━━━ RECORDS FOR THIS EXERCISE
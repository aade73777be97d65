//! Video Job Orchestrator
//!
//! Drives one video job through `submitted -> {queued | in_progress}* ->
//! completed | failed`. Status is polled at the cadence the provider
//! suggests; no partial result is visible before a terminal state. On
//! completion exactly one asset variant is downloaded.

use std::sync::Arc;
use std::time::Duration;
use tokio::time::Instant;

use crate::error::{GatewayError, Result};
use crate::params::video_variant_meta;
use crate::providers::{ProviderApi, VideoPoll};
use crate::types::{ArtifactCategory, MediaArtifact, VideoJob, VideoJobStatus, VideoRequest};

/// Polling cadence and optional overall bound.
#[derive(Debug, Clone, Copy, PartialEq, Eq)]
pub struct PollOptions {
    /// Wait between polls when the provider gives no hint.
    pub default_interval: Duration,
    /// Total time allowed before giving up; `None` waits for the provider.
    pub max_wait: Option<Duration>,
}

impl Default for PollOptions {
    fn default() -> Self {
        Self {
            default_interval: Duration::from_secs(1),
            max_wait: None,
        }
    }
}

impl PollOptions {
    pub fn with_default_interval(mut self, interval: Duration) -> Self {
        self.default_interval = interval;
        self
    }

    pub fn with_max_wait(mut self, max_wait: Duration) -> Self {
        self.max_wait = Some(max_wait);
        self
    }
}

/// Orchestrator state for one job.
#[derive(Debug, Clone, PartialEq)]
pub enum JobState {
    /// Created by the provider; not yet observed terminal.
    Submitted(VideoPoll),
    /// Still running (`queued`, `in_progress`, or a provider-specific status).
    Pending(VideoPoll),
    Completed(VideoJob),
    /// Terminal but not `completed`.
    Failed(VideoJob),
}

impl JobState {
    fn observe(poll: VideoPoll) -> Self {
        if poll.job.status == VideoJobStatus::Completed {
            Self::Completed(poll.job)
        } else if poll.job.status.is_terminal() {
            Self::Failed(poll.job)
        } else {
            Self::Pending(poll)
        }
    }

    pub fn is_terminal(&self) -> bool {
        matches!(self, Self::Completed(_) | Self::Failed(_))
    }
}

/// A completed job with its downloaded asset ready for persistence.
#[derive(Debug, Clone)]
pub struct CompletedVideo {
    pub job: VideoJob,
    pub artifact: MediaArtifact,
    pub byte_length: usize,
}

pub struct VideoJobOrchestrator {
    provider: Arc<dyn ProviderApi>,
    options: PollOptions,
}

impl VideoJobOrchestrator {
    pub fn new(provider: Arc<dyn ProviderApi>) -> Self {
        Self::with_options(provider, PollOptions::default())
    }

    pub fn with_options(provider: Arc<dyn ProviderApi>, options: PollOptions) -> Self {
        Self { provider, options }
    }

    pub fn options(&self) -> PollOptions {
        self.options
    }

    /// Submit, wait for a terminal state, then download the requested variant.
    pub async fn run(&self, model: &str, request: &VideoRequest) -> Result<CompletedVideo> {
        let submitted = self.provider.create_video(model, request).await?;
        tracing::info!(
            video_id = %submitted.job.id,
            status = %submitted.job.status,
            model,
            "Video job submitted"
        );

        let job = match self.wait(JobState::Submitted(submitted)).await? {
            JobState::Completed(job) => job,
            JobState::Failed(job) => {
                tracing::error!(video_id = %job.id, status = %job.status, "Video job failed");
                return Err(GatewayError::VideoJobFailed {
                    job_id: job.id,
                    status: job.status.to_string(),
                });
            }
            JobState::Submitted(poll) | JobState::Pending(poll) => {
                return Err(GatewayError::VideoJobFailed {
                    job_id: poll.job.id,
                    status: poll.job.status.to_string(),
                });
            }
        };

        let variant = request.variant;
        let content = self
            .provider
            .download_video_content(&job.id, variant)
            .await?;
        let (extension, content_type) = video_variant_meta(variant.as_str());
        tracing::info!(
            video_id = %job.id,
            variant = variant.as_str(),
            byte_length = content.len(),
            "Video asset downloaded"
        );

        Ok(CompletedVideo {
            byte_length: content.len(),
            artifact: MediaArtifact::bytes(
                content,
                ArtifactCategory::Videos,
                extension,
                content_type,
            ),
            job,
        })
    }

    /// Poll until a terminal state is observed.
    async fn wait(&self, mut state: JobState) -> Result<JobState> {
        let started = Instant::now();
        loop {
            let poll = match state {
                JobState::Submitted(poll) => match JobState::observe(poll) {
                    JobState::Pending(poll) => poll,
                    terminal => return Ok(terminal),
                },
                JobState::Pending(poll) => poll,
                terminal => return Ok(terminal),
            };

            if let Some(max_wait) = self.options.max_wait {
                if started.elapsed() >= max_wait {
                    return Err(GatewayError::TimeoutError(format!(
                        "Video job {} did not finish within {}s (status={})",
                        poll.job.id,
                        max_wait.as_secs(),
                        poll.job.status
                    )));
                }
            }

            let delay = poll.retry_after.unwrap_or(self.options.default_interval);
            tracing::debug!(
                video_id = %poll.job.id,
                status = %poll.job.status,
                progress = poll.job.progress,
                delay_ms = delay.as_millis() as u64,
                "Video job pending"
            );
            tokio::time::sleep(delay).await;

            state = JobState::observe(self.provider.retrieve_video(&poll.job.id).await?);
        }
    }
}

#[cfg(test)]
mod tests {
    use super::*;
    use crate::config::BackendKind;
    use crate::providers::GeneratedImages;
    use crate::types::{
        ChatRequest, ImageRequest, SpeechRequest, VideoSeconds, VideoVariant,
    };
    use async_trait::async_trait;
    use std::collections::VecDeque;
    use std::sync::Mutex;

    /// Replays a fixed sequence of job states.
    struct ScriptedVideos {
        statuses: Mutex<VecDeque<&'static str>>,
        downloads: Mutex<Vec<VideoVariant>>,
        polls: Mutex<usize>,
    }

    impl ScriptedVideos {
        fn new(statuses: &[&'static str]) -> Self {
            Self {
                statuses: Mutex::new(statuses.iter().copied().collect()),
                downloads: Mutex::new(Vec::new()),
                polls: Mutex::new(0),
            }
        }

        fn next(&self) -> VideoPoll {
            let status = self
                .statuses
                .lock()
                .unwrap()
                .pop_front()
                .unwrap_or("completed");
            VideoPoll::new(VideoJob {
                id: "video_abc".into(),
                status: VideoJobStatus::from(status.to_string()),
                model: Some("sora-2".into()),
                size: Some("1280x720".into()),
                seconds: Some("8".into()),
                progress: None,
            })
        }
    }

    #[async_trait]
    impl ProviderApi for ScriptedVideos {
        fn kind(&self) -> BackendKind {
            BackendKind::Direct
        }
        async fn create_chat_completion(
            &self,
            _: &str,
            _: &ChatRequest,
        ) -> Result<serde_json::Value> {
            unreachable!()
        }
        async fn generate_images(&self, _: &str, _: &ImageRequest) -> Result<GeneratedImages> {
            unreachable!()
        }
        async fn create_speech(&self, _: &str, _: &str, _: &SpeechRequest) -> Result<Vec<u8>> {
            unreachable!()
        }
        async fn create_video(&self, _: &str, _: &VideoRequest) -> Result<VideoPoll> {
            Ok(self.next())
        }
        async fn retrieve_video(&self, _: &str) -> Result<VideoPoll> {
            *self.polls.lock().unwrap() += 1;
            Ok(self.next())
        }
        async fn download_video_content(&self, _: &str, variant: VideoVariant) -> Result<Vec<u8>> {
            self.downloads.lock().unwrap().push(variant);
            Ok(b"\x89PNG".to_vec())
        }
    }

    fn request(variant: VideoVariant) -> VideoRequest {
        VideoRequest {
            prompt: "waves".into(),
            model: None,
            seconds: VideoSeconds::Eight,
            size: "1280x720".into(),
            variant,
        }
    }

    #[tokio::test(start_paused = true)]
    async fn polls_through_unknown_statuses_until_completed() {
        let provider = Arc::new(ScriptedVideos::new(&[
            "queued",
            "in_progress",
            "preprocessing",
            "completed",
        ]));
        let orchestrator = VideoJobOrchestrator::new(provider.clone());

        let done = orchestrator
            .run("sora-2", &request(VideoVariant::Thumbnail))
            .await
            .unwrap();

        assert_eq!(*provider.polls.lock().unwrap(), 3);
        assert_eq!(*provider.downloads.lock().unwrap(), vec![VideoVariant::Thumbnail]);
        assert_eq!(done.artifact.extension, "png");
        assert_eq!(done.artifact.content_type, "image/png");
        assert_eq!(done.byte_length, 4);
    }

    #[tokio::test(start_paused = true)]
    async fn failed_job_carries_id_and_status() {
        let provider = Arc::new(ScriptedVideos::new(&["queued", "failed"]));
        let orchestrator = VideoJobOrchestrator::new(provider.clone());

        let err = orchestrator
            .run("sora-2", &request(VideoVariant::Video))
            .await
            .unwrap_err();

        assert_eq!(
            err.to_string(),
            "Video job video_abc did not complete successfully (status=failed)"
        );
        assert!(provider.downloads.lock().unwrap().is_empty());
    }

    #[tokio::test(start_paused = true)]
    async fn max_wait_bounds_polling() {
        let provider = Arc::new(ScriptedVideos::new(&["queued"; 64]));
        let orchestrator = VideoJobOrchestrator::with_options(
            provider,
            PollOptions::default().with_max_wait(Duration::from_secs(5)),
        );

        let err = orchestrator
            .run("sora-2", &request(VideoVariant::Video))
            .await
            .unwrap_err();
        assert!(matches!(err, GatewayError::TimeoutError(_)));
    }

    #[test]
    fn observe_classifies_statuses() {
        let poll = |status: &str| {
            VideoPoll::new(VideoJob {
                id: "v".into(),
                status: VideoJobStatus::from(status.to_string()),
                model: None,
                size: None,
                seconds: None,
                progress: None,
            })
        };
        assert!(matches!(JobState::observe(poll("completed")), JobState::Completed(_)));
        assert!(matches!(JobState::observe(poll("failed")), JobState::Failed(_)));
        assert!(matches!(JobState::observe(poll("in_progress")), JobState::Pending(_)));
        assert!(!JobState::observe(poll("cancelling")).is_terminal());
    }
}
━━━━━━
PROBLEM DESCRIPTION
From the records above, copy each line that contains the word "matches".

TASK RESPONSE
        matches!(self, Self::Completed(_) | Self::Failed(_))
        assert!(matches!(err, GatewayError::TimeoutError(_)));
        assert!(matches!(JobState::observe(poll("completed")), JobState::Completed(_)));
        assert!(matches!(JobState::observe(poll("failed")), JobState::Failed(_)));
        assert!(matches!(JobState::observe(poll("in_progress")), JobState::Pending(_)));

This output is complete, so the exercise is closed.